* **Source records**

------------------------

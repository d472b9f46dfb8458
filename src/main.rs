use tbsim::{ScenarioConfig, Scenario, Integrator};
use tbsim::{export_gif, run_2d};

use clap::Parser;
use anyhow::{Context, Result};
use log::info;

use std::path::PathBuf;

#[derive(Parser, Debug)]
struct Args {
    /// Scenario YAML, looked up under `scenarios/` unless the path exists as given
    #[arg(short, default_value = "equilateral.yaml")]
    file_name: String,

    /// Override the GIF output path from the scenario
    #[arg(long)]
    gif: Option<PathBuf>,

    /// Skip GIF export
    #[arg(long)]
    no_gif: bool,

    /// Replay the run in an interactive window
    #[arg(long)]
    view: bool,
}

fn scenario_path(file_name: &str) -> PathBuf {
    let direct = PathBuf::from(file_name);
    if direct.exists() {
        return direct;
    }
    PathBuf::from(env!("CARGO_MANIFEST_DIR")).join("scenarios").join(file_name)
}

// load here to keep main clean
fn load_scenario_from_yaml(file_name: &str) -> Result<ScenarioConfig> {
    let config_path = scenario_path(file_name);
    info!("loading scenario {}", config_path.display());

    let scenario_cfg = ScenarioConfig::from_path(&config_path)
        .with_context(|| format!("failed to load scenario {}", config_path.display()))?;

    Ok(scenario_cfg)
}

fn main() -> Result<()> {
    env_logger::Builder::from_env(env_logger::Env::default().default_filter_or("info")).init();

    let args = Args::parse();
    let mut scenario_cfg = load_scenario_from_yaml(&args.file_name)?;
    if let Some(gif) = args.gif {
        scenario_cfg.render.output = gif;
    }

    let scenario = Scenario::build_scenario(&scenario_cfg).context("invalid scenario")?;
    let mut integrator = Integrator::new(scenario);
    let summary = integrator.run()?;
    info!(
        "{} of {} steps, simulated time {:.3} ({:?})",
        summary.steps_run,
        summary.max_steps,
        summary.simulated_time(),
        summary.stop_reason
    );

    let output = integrator.into_output()?;

    if !args.no_gif {
        export_gif(&output, &scenario_cfg.render)?;
    }

    if args.view {
        run_2d(output, &scenario_cfg.render);
    }

    Ok(())
}
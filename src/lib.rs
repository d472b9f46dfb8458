pub mod error;
pub mod simulation;
pub mod configuration;
pub mod visualization;

pub use error::{ConfigError, SimError};

pub use simulation::states::{Body, System, NVec2, BODY_COUNT};
pub use simulation::params::Parameters;
pub use simulation::forces::NewtonianGravity;
pub use simulation::integrator::symplectic_euler_step;
pub use simulation::trajectory::Trajectory;
pub use simulation::engine::{Integrator, RunState, RunSummary, SimulationOutput, StopReason, out_of_bounds};
pub use simulation::scenario::Scenario;

pub use configuration::config::{ScenarioConfig, ParametersConfig, BodyConfig, RenderConfig};

pub use visualization::{playback::PlaybackTiming, gif_export::export_gif, viewer2d::run_2d};
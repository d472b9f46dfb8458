//! Append-only record of per-step body positions.
//!
//! The three histories only grow through [`Trajectory::record`], one sample
//! per body per step, so they always have the same length.

use crate::simulation::states::{NVec2, BODY_COUNT};

#[derive(Debug, Clone, Default, PartialEq)]
pub struct Trajectory {
    paths: [Vec<NVec2>; BODY_COUNT],
}

impl Trajectory {
    pub fn new() -> Self {
        Self::default()
    }

    /// Empty trajectory with room for `steps` samples per body
    pub fn with_capacity(steps: usize) -> Self {
        Self {
            paths: std::array::from_fn(|_| Vec::with_capacity(steps)),
        }
    }

    /// Append one completed step
    pub fn record(&mut self, positions: [NVec2; BODY_COUNT]) {
        for (path, x) in self.paths.iter_mut().zip(positions) {
            path.push(x);
        }
    }

    /// Number of recorded steps
    pub fn len(&self) -> usize {
        self.paths[0].len()
    }

    pub fn is_empty(&self) -> bool {
        self.len() == 0
    }

    /// Position history of body `index`
    ///
    /// # Panics
    /// If `index >= 3`.
    pub fn body(&self, index: usize) -> &[NVec2] {
        &self.paths[index]
    }

    /// All three positions after step `step` (0-based)
    pub fn sample(&self, step: usize) -> Option<[NVec2; BODY_COUNT]> {
        if step >= self.len() {
            return None;
        }
        Some(std::array::from_fn(|i| self.paths[i][step]))
    }

    pub fn bodies(&self) -> &[Vec<NVec2>; BODY_COUNT] {
        &self.paths
    }

    pub fn last(&self) -> Option<[NVec2; BODY_COUNT]> {
        self.len().checked_sub(1).and_then(|step| self.sample(step))
    }
}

------------------------

* **Exercise requirements**
Search the records for the string "only" and, wherever a line contains it, please copy that line.

* **Response to this exercise**
//! Append-only record of per-step body positions.
//! The three histories only grow through [`Trajectory::record`], one sample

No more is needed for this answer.